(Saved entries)
mod framing;
mod loopback;
mod protocol;
mod stats;
mod transport;

pub use framing::{DELIMITER, FrameDecoder, Framing, Parsed};
pub use loopback::LoopbackTransport;
pub use protocol::{
    DEFAULT_PORT, EntityUpdate, MAX_MESSAGE_SIZE, Message, ProtocolError, RoundReset,
    parse_payload,
};
pub use stats::NetworkStats;
pub use transport::{
    Listener, TcpTransport, Transport, TransportError, TransportKind, UdpTransport, connect,
};
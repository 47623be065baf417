use serde::{Deserialize, Serialize};

use crate::replication::EntityId;

/// Which end of the connection this node is.
///
/// The server is authoritative for the ball and the left paddle; the client
/// owns the right paddle.
#[derive(Debug, Clone, Copy, PartialEq, Eq, Hash, Serialize, Deserialize)]
#[serde(rename_all = "snake_case")]
pub enum Role {
    Server,
    Client,
}

impl Role {
    pub fn is_server(self) -> bool {
        matches!(self, Self::Server)
    }

    pub fn owns(self, entity: EntityId) -> bool {
        match entity {
            EntityId::LeftPaddle | EntityId::Ball => self.is_server(),
            EntityId::RightPaddle => !self.is_server(),
        }
    }

    pub fn paddle(self) -> EntityId {
        match self {
            Self::Server => EntityId::LeftPaddle,
            Self::Client => EntityId::RightPaddle,
        }
    }

    pub fn as_str(self) -> &'static str {
        match self {
            Self::Server => "server",
            Self::Client => "client",
        }
    }
}

/// A player, named by the side of the field their paddle defends.
#[derive(Debug, Clone, Copy, PartialEq, Eq, Hash)]
pub enum Side {
    Left,
    Right,
}

impl Side {
    pub fn opponent(self) -> Self {
        match self {
            Self::Left => Self::Right,
            Self::Right => Self::Left,
        }
    }
}
mod config;

use std::thread;
use std::time::Duration;

use anyhow::{Context, Result};
use clap::Parser;

use config::{Args, NodeConfig};
use pong::{Listener, Role, SessionContext, SessionEvent, Transport, connect, local_millis};

const FRAME_SLEEP: Duration = Duration::from_millis(1);

fn main() -> Result<()> {
    let args = Args::parse();
    env_logger::Builder::from_env(env_logger::Env::default().default_filter_or("info")).init();

    let config = NodeConfig::from_args(args)?;
    let transport = handshake(&config)?;

    let mut session =
        SessionContext::with_framing(config.role, config.session.clone(), transport, config.framing);
    run(&mut session)?;

    let stats = session.stats();
    let (left, right) = session.scores();
    log::info!(
        "final score {left}-{right}; sent {} msgs / {} bytes, received {} msgs / {} bytes, dropped {} malformed / {} invalid / {} stale",
        stats.messages_sent,
        stats.bytes_sent,
        stats.messages_received,
        stats.bytes_received,
        stats.malformed_dropped,
        stats.invalid_dropped,
        stats.stale_dropped
    );
    Ok(())
}

fn handshake(config: &NodeConfig) -> Result<Box<dyn Transport>> {
    let transport = match config.role {
        Role::Server => {
            let bind_addr = config.bind_addr();
            let listener = Listener::bind(config.transport, bind_addr.as_str())
                .with_context(|| format!("failed to bind {bind_addr}"))?;
            listener
                .accept(config.accept_timeout)
                .context("no peer connected")?
        }
        Role::Client => {
            let peer_addr = config
                .peer_addr()
                .context("client mode needs a host to connect to")?;
            connect(config.transport, peer_addr.as_str(), config.connect_timeout)
                .with_context(|| format!("failed to connect to {peer_addr}"))?
        }
    };

    match transport.peer_addr() {
        Some(peer) => log::info!("connected to {peer} as {}", config.role.as_str()),
        None => log::info!("connected as {}", config.role.as_str()),
    }
    Ok(transport)
}

fn run<T: Transport>(session: &mut SessionContext<T>) -> Result<()> {
    session
        .start(local_millis())
        .context("failed to start session")?;

    while !session.is_finished() {
        let result = session.tick(local_millis());
        for event in session.drain_events() {
            log_event(&event);
        }
        result.context("session ended unexpectedly")?;
        thread::sleep(FRAME_SLEEP);
    }
    Ok(())
}

fn log_event(event: &SessionEvent) {
    match event {
        SessionEvent::ClockSampled(sample) => log::debug!(
            "rtt {}ms, lag {}ms, offset {}ms",
            sample.round_trip_ms,
            sample.remote_lag_ms,
            sample.offset_ms
        ),
        SessionEvent::CountdownStarted {
            until,
            left_score,
            right_score,
        } => log::info!("score {left_score}-{right_score}, next serve at {until}"),
        SessionEvent::RoundStarted { at } => log::info!("ball in play at {at}"),
        SessionEvent::GoalScored {
            scorer,
            left_score,
            right_score,
        } => log::info!("{scorer:?} scores: {left_score}-{right_score}"),
        SessionEvent::GameOver {
            left_score,
            right_score,
        } => log::info!("game over: {left_score}-{right_score}"),
        SessionEvent::EndAcknowledged => log::info!("peer acknowledged game over"),
        SessionEvent::ConnectionLost { reason } => log::warn!("connection lost: {reason}"),
    }
}
mod collision;
mod timestep;

pub use collision::{BallRules, BallStep, move_paddle, step_ball};
pub use timestep::FixedTimestep;
//! Round lifecycle: countdown, active play, goals, resets and game end.
//!
//! The server decides every transition that changes scores or ball direction
//! and describes it with a [`RoundReset`]. The client applies those verbatim.

use glam::IVec2;
use rand::Rng;

use crate::arena::Arena;
use crate::config::SessionConfig;
use crate::net::RoundReset;
use crate::replication::{EntityId, Motion, ReplicatedEntity};
use crate::role::{Role, Side};

#[derive(Debug, Clone, Copy, PartialEq, Eq)]
pub enum RoundState {
    /// Ball held until the deadline. [`NO_SERVE`] while no reset has been
    /// seen yet.
    Countdown { until: i64 },
    Active,
    Ended { at: i64 },
}

/// Countdown deadline carried by the reset that closes a finished game.
pub const NO_SERVE: i64 = i64::MAX;

/// Result of a goal resolved by the server.
#[derive(Debug, Clone, Copy, PartialEq, Eq)]
pub enum GoalOutcome {
    Reset(RoundReset),
    /// `reset` carries the final scores and parks the ball.
    GameOver { winner: Side, reset: RoundReset },
}

#[derive(Debug)]
pub struct RoundController {
    role: Role,
    state: RoundState,
    left_score: u32,
    right_score: u32,
    score_limit: u32,
    countdown_ms: i64,
    end_grace_ms: i64,
    shutdown_at: Option<i64>,
}

impl RoundController {
    pub fn new(role: Role, config: &SessionConfig) -> Self {
        Self {
            role,
            state: RoundState::Countdown { until: NO_SERVE },
            left_score: 0,
            right_score: 0,
            score_limit: config.score_limit.max(1),
            countdown_ms: config.countdown_ms,
            end_grace_ms: config.end_grace_ms,
            shutdown_at: None,
        }
    }

    pub fn state(&self) -> RoundState {
        self.state
    }

    pub fn scores(&self) -> (u32, u32) {
        (self.left_score, self.right_score)
    }

    pub fn score_of(&self, side: Side) -> u32 {
        match side {
            Side::Left => self.left_score,
            Side::Right => self.right_score,
        }
    }

    pub fn is_active(&self) -> bool {
        self.state == RoundState::Active
    }

    pub fn is_ended(&self) -> bool {
        matches!(self.state, RoundState::Ended { .. })
    }

    /// Moves an expired countdown to `Active`. Returns true on that edge.
    pub fn update(&mut self, now: i64) -> bool {
        match self.state {
            RoundState::Countdown { until } if now >= until => {
                self.state = RoundState::Active;
                log::info!("round started at {now}");
                true
            }
            _ => false,
        }
    }

    pub fn ball_may_move(&self, now: i64) -> bool {
        match self.state {
            RoundState::Active => true,
            RoundState::Countdown { until } => now >= until,
            RoundState::Ended { .. } => false,
        }
    }

    /// Picks a fresh ball direction and starts a countdown at `now`.
    pub fn start_round<R: Rng>(&mut self, now: i64, rng: &mut R) -> RoundReset {
        let reset = RoundReset {
            time: now,
            countdown_until: now.saturating_add(self.countdown_ms),
            ball_direction: random_direction(rng),
            left_score: self.left_score,
            right_score: self.right_score,
        };
        self.state = RoundState::Countdown {
            until: reset.countdown_until,
        };
        log::info!(
            "countdown until {} ({}-{})",
            reset.countdown_until,
            self.left_score,
            self.right_score
        );
        reset
    }

    /// Awards a point to `scorer`. Ends the game once the limit is reached,
    /// otherwise starts the next round.
    pub fn score<R: Rng>(&mut self, scorer: Side, now: i64, rng: &mut R) -> GoalOutcome {
        match scorer {
            Side::Left => self.left_score += 1,
            Side::Right => self.right_score += 1,
        }
        log::info!(
            "goal for {:?}: {}-{}",
            scorer,
            self.left_score,
            self.right_score
        );

        if self.score_of(scorer) >= self.score_limit {
            self.end(now);
            let reset = RoundReset {
                time: now,
                countdown_until: NO_SERVE,
                ball_direction: IVec2::ZERO,
                left_score: self.left_score,
                right_score: self.right_score,
            };
            GoalOutcome::GameOver {
                winner: scorer,
                reset,
            }
        } else {
            GoalOutcome::Reset(self.start_round(now, rng))
        }
    }

    /// A client `goal` only counts while the ball is in play and heading for
    /// the right goal.
    pub fn accepts_client_goal(&self, ball: Motion) -> bool {
        self.role.is_server() && self.is_active() && ball.direction.x > 0
    }

    pub fn apply_reset(&mut self, reset: &RoundReset) {
        self.left_score = reset.left_score;
        self.right_score = reset.right_score;
        if !self.is_ended() {
            self.state = RoundState::Countdown {
                until: reset.countdown_until,
            };
        }
    }

    /// Ends the game and schedules shutdown after the grace period. Repeated
    /// calls keep the first deadline.
    pub fn end(&mut self, now: i64) {
        if self.is_ended() {
            return;
        }
        let shutdown_at = now.saturating_add(self.end_grace_ms);
        self.state = RoundState::Ended { at: now };
        self.shutdown_at = Some(shutdown_at);
        log::info!(
            "game over {}-{}, closing at {}",
            self.left_score,
            self.right_score,
            shutdown_at
        );
    }

    pub fn shutdown_at(&self) -> Option<i64> {
        self.shutdown_at
    }

    pub fn shutdown_due(&self, now: i64) -> bool {
        self.shutdown_at.is_some_and(|at| now >= at)
    }
}

/// Independent uniform sign per axis.
pub fn random_direction<R: Rng>(rng: &mut R) -> IVec2 {
    let sign = |positive: bool| if positive { 1 } else { -1 };
    IVec2::new(sign(rng.gen_bool(0.5)), sign(rng.gen_bool(0.5)))
}

/// Returns every entity to its canonical start at the reset time. Paddles keep
/// their current direction input.
pub fn reset_entities(
    entities: &mut [ReplicatedEntity; 3],
    arena: &Arena,
    reset: &RoundReset,
    ball_velocity: i32,
) {
    for entity in entities.iter_mut() {
        let (rect, motion) = match entity.id() {
            EntityId::LeftPaddle => (arena.left_paddle_start(), entity.motion()),
            EntityId::RightPaddle => (arena.right_paddle_start(), entity.motion()),
            EntityId::Ball => (
                arena.ball_start(),
                Motion::new(reset.ball_direction, ball_velocity),
            ),
        };
        entity.reset(reset.time, rect, motion);
    }
}
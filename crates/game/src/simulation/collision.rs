use crate::arena::{Arena, Rect};
use crate::config::SessionConfig;
use crate::replication::Motion;
use crate::role::Side;

/// Ball speed-up rules applied on paddle hits.
#[derive(Debug, Clone, Copy, PartialEq, Eq)]
pub struct BallRules {
    pub initial_velocity: i32,
    pub max_velocity: i32,
    pub velocity_step: i32,
}

impl BallRules {
    pub fn from_config(config: &SessionConfig) -> Self {
        Self {
            initial_velocity: config.ball_initial_velocity,
            max_velocity: config.ball_max_velocity,
            velocity_step: config.ball_velocity_step,
        }
    }

    pub fn accelerate(&self, velocity: i32) -> i32 {
        (velocity + self.velocity_step).min(self.max_velocity)
    }
}

/// What happened to the ball during one simulation step.
#[derive(Debug, Clone, Copy, PartialEq, Eq)]
pub struct BallStep {
    pub rect: Rect,
    pub motion: Motion,
    pub wall_bounce: bool,
    pub paddle_hit: Option<Side>,
    /// The side that scored, if the ball entered a goal.
    pub goal: Option<Side>,
}

pub fn move_paddle(arena: &Arena, paddle: Rect, motion: Motion) -> Rect {
    arena.clamp_paddle(paddle.translated(motion.step()))
}

/// Advances the ball by one step and resolves walls, paddles and goals.
///
/// Only the wall facing the vertical direction of travel, and only the
/// paddle and goal facing the horizontal direction, are checked.
pub fn step_ball(
    arena: &Arena,
    rules: &BallRules,
    ball: Rect,
    motion: Motion,
    left_paddle: Rect,
    right_paddle: Rect,
) -> BallStep {
    let mut rect = ball.translated(motion.step());
    let mut motion = motion;
    let mut wall_bounce = false;

    if motion.direction.y > 0 {
        if rect.intersects(&arena.bottom_wall) {
            rect.y = arena.bottom_wall.y - rect.h;
            motion.direction.y = -motion.direction.y;
            wall_bounce = true;
        }
    } else if rect.intersects(&arena.top_wall) {
        rect.y = arena.top_wall.bottom();
        motion.direction.y = -motion.direction.y;
        wall_bounce = true;
    }

    let mut paddle_hit = None;
    let mut goal = None;
    if motion.direction.x < 0 {
        if rect.intersects(&arena.left_goal) {
            goal = Some(Side::Right);
        } else if rect.intersects(&left_paddle) {
            rect.x = left_paddle.right();
            motion.direction.x = -motion.direction.x;
            motion.velocity = rules.accelerate(motion.velocity);
            paddle_hit = Some(Side::Left);
        }
    } else if rect.intersects(&arena.right_goal) {
        goal = Some(Side::Left);
    } else if rect.intersects(&right_paddle) {
        rect.x = right_paddle.x - rect.w;
        motion.direction.x = -motion.direction.x;
        motion.velocity = rules.accelerate(motion.velocity);
        paddle_hit = Some(Side::Right);
    }

    BallStep {
        rect,
        motion,
        wall_bounce,
        paddle_hit,
        goal,
    }
}

#[cfg(test)]
mod tests {
    use glam::IVec2;

    use super::*;

    fn rules() -> BallRules {
        BallRules::from_config(&SessionConfig::default())
    }

    #[test]
    fn ball_bounces_off_the_top_wall() {
        let arena = Arena::default();
        let ball = Rect::new(400, 22, 20, 20);
        let motion = Motion::new(IVec2::new(1, -1), 4);

        let step = step_ball(
            &arena,
            &rules(),
            ball,
            motion,
            arena.left_paddle_start(),
            arena.right_paddle_start(),
        );

        assert!(step.wall_bounce);
        assert_eq!(step.rect.y, arena.top_wall.bottom());
        assert_eq!(step.motion.direction, IVec2::new(1, 1));
    }

    #[test]
    fn paddle_hit_reverses_and_speeds_up() {
        let arena = Arena::default();
        let paddle = arena.right_paddle_start();
        let ball = Rect::new(paddle.x - 22, 280, 20, 20);

        let step = step_ball(
            &arena,
            &rules(),
            ball,
            Motion::new(IVec2::new(1, 1), 3),
            arena.left_paddle_start(),
            paddle,
        );

        assert_eq!(step.paddle_hit, Some(Side::Right));
        assert_eq!(step.rect.right(), paddle.x);
        assert_eq!(step.motion, Motion::new(IVec2::new(-1, 1), 4));
    }

    #[test]
    fn velocity_never_exceeds_the_ceiling() {
        let rules = rules();
        let mut velocity = rules.initial_velocity;
        let mut seen = vec![velocity];
        for _ in 0..10 {
            velocity = rules.accelerate(velocity);
            seen.push(velocity);
        }

        assert_eq!(&seen[..8], &[2, 3, 4, 5, 6, 7, 8, 8]);
        assert!(seen.iter().all(|&v| v <= rules.max_velocity));
    }

    #[test]
    fn ball_in_left_goal_scores_for_right() {
        let arena = Arena::default();
        let ball = Rect::new(-20, 100, 20, 20);

        let step = step_ball(
            &arena,
            &rules(),
            ball,
            Motion::new(IVec2::new(-1, 1), 2),
            arena.left_paddle_start(),
            arena.right_paddle_start(),
        );

        assert_eq!(step.goal, Some(Side::Right));
        assert_eq!(step.paddle_hit, None);
    }

    #[test]
    fn goal_behind_the_ball_is_ignored() {
        let arena = Arena::default();
        let ball = Rect::new(-20, 100, 20, 20);

        let step = step_ball(
            &arena,
            &rules(),
            ball,
            Motion::new(IVec2::new(1, 1), 2),
            arena.left_paddle_start(),
            arena.right_paddle_start(),
        );

        assert_eq!(step.goal, None);
    }

    #[test]
    fn paddle_stops_at_the_walls() {
        let arena = Arena::default();
        let paddle = Rect::new(30, 22, 20, 100);

        let moved = move_paddle(&arena, paddle, Motion::new(IVec2::new(0, -1), 8));
        assert_eq!(moved.y, arena.top_wall.bottom());

        let low = Rect::new(30, 478, 20, 100);
        let moved = move_paddle(&arena, low, Motion::new(IVec2::new(0, 1), 8));
        assert_eq!(moved.bottom(), arena.bottom_wall.y);
    }
}
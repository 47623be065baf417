#[derive(Debug, Clone, Default, PartialEq, Eq)]
pub struct NetworkStats {
    pub messages_sent: u64,
    pub messages_received: u64,
    pub bytes_sent: u64,
    pub bytes_received: u64,
    pub malformed_dropped: u64,
    /// Parsed fine but carried values no peer could have produced.
    pub invalid_dropped: u64,
    pub stale_dropped: u64,
    pub role_violations: u64,
    pub reconciliations: u64,
    pub rtt_ms: Option<i64>,
    pub remote_lag_ms: i64,
    pub clock_offset_ms: i64,
}

impl NetworkStats {
    pub fn record_sent(&mut self, bytes: usize) {
        self.messages_sent += 1;
        self.bytes_sent += bytes as u64;
    }

    pub fn record_received_bytes(&mut self, bytes: usize) {
        self.bytes_received += bytes as u64;
    }
}
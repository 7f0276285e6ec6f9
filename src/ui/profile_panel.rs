use ratatui::{
    Frame,
    layout::Rect,
    style::{Modifier, Style},
    text::{Line, Span, Text},
    widgets::{Block, BorderType, Borders, Paragraph},
};

use crate::app::App;
use crate::types::{ProfileState, UserRecord};

use super::theme::Theme;

pub(crate) fn render(frame: &mut Frame, app: &App, area: Rect) {
    let card = Block::default()
        .borders(Borders::ALL)
        .border_type(BorderType::Rounded)
        .style(Style::default().fg(Theme::secondary()))
        .title(" User Profile ");
    let inner = card.inner(area);
    frame.render_widget(card, area);

    let lines = match &app.profile {
        ProfileState::Loading => vec![Line::from(Span::styled(
            " Loading user profile...",
            Style::default().fg(Theme::dim()),
        ))],
        ProfileState::Error(message) => vec![Line::from(Span::styled(
            format!(" Error: {message}"),
            Style::default().fg(Theme::warn()),
        ))],
        ProfileState::Loaded(user) => loaded_lines(app, user),
    };

    frame.render_widget(
        Paragraph::new(Text::from(lines)).style(Style::default().fg(Theme::text())),
        inner,
    );
}

fn loaded_lines<'a>(app: &'a App, user: &'a UserRecord) -> Vec<Line<'a>> {
    let field = |label: &'static str, value: &'a str| {
        Line::from(vec![
            Span::styled(
                format!(" {label}: "),
                Style::default().fg(Theme::dim()).add_modifier(Modifier::BOLD),
            ),
            Span::styled(value, Style::default().fg(Theme::text())),
        ])
    };
    let mut lines = vec![
        field("Name", &user.name),
        field("Email", &user.email),
        Line::from(vec![
            Span::styled(
                " Address: ",
                Style::default().fg(Theme::dim()).add_modifier(Modifier::BOLD),
            ),
            Span::styled(
                format!(
                    "{}, {}, {}, {}",
                    user.address.street, user.address.suite, user.address.city,
                    user.address.zipcode
                ),
                Style::default().fg(Theme::text()),
            ),
        ]),
    ];
    if let Some(loaded_at) = app.profile_loaded_at {
        lines.push(Line::from(Span::styled(
            format!(" loaded at {}", loaded_at.format("%H:%M:%S")),
            Style::default().fg(Theme::dim()),
        )));
    }
    lines
}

• Task:
All lines above from the one containing "let mut wall_bounce = false;" to the one containing "else if rect.intersects(&arena.top_wall)" must be repeated exactly, both lines included, and no others.

• Exercise output:
    let mut wall_bounce = false;

    if motion.direction.y > 0 {
        if rect.intersects(&arena.bottom_wall) {
            rect.y = arena.bottom_wall.y - rect.h;
            motion.direction.y = -motion.direction.y;
            wall_bounce = true;
        }
    } else if rect.intersects(&arena.top_wall) {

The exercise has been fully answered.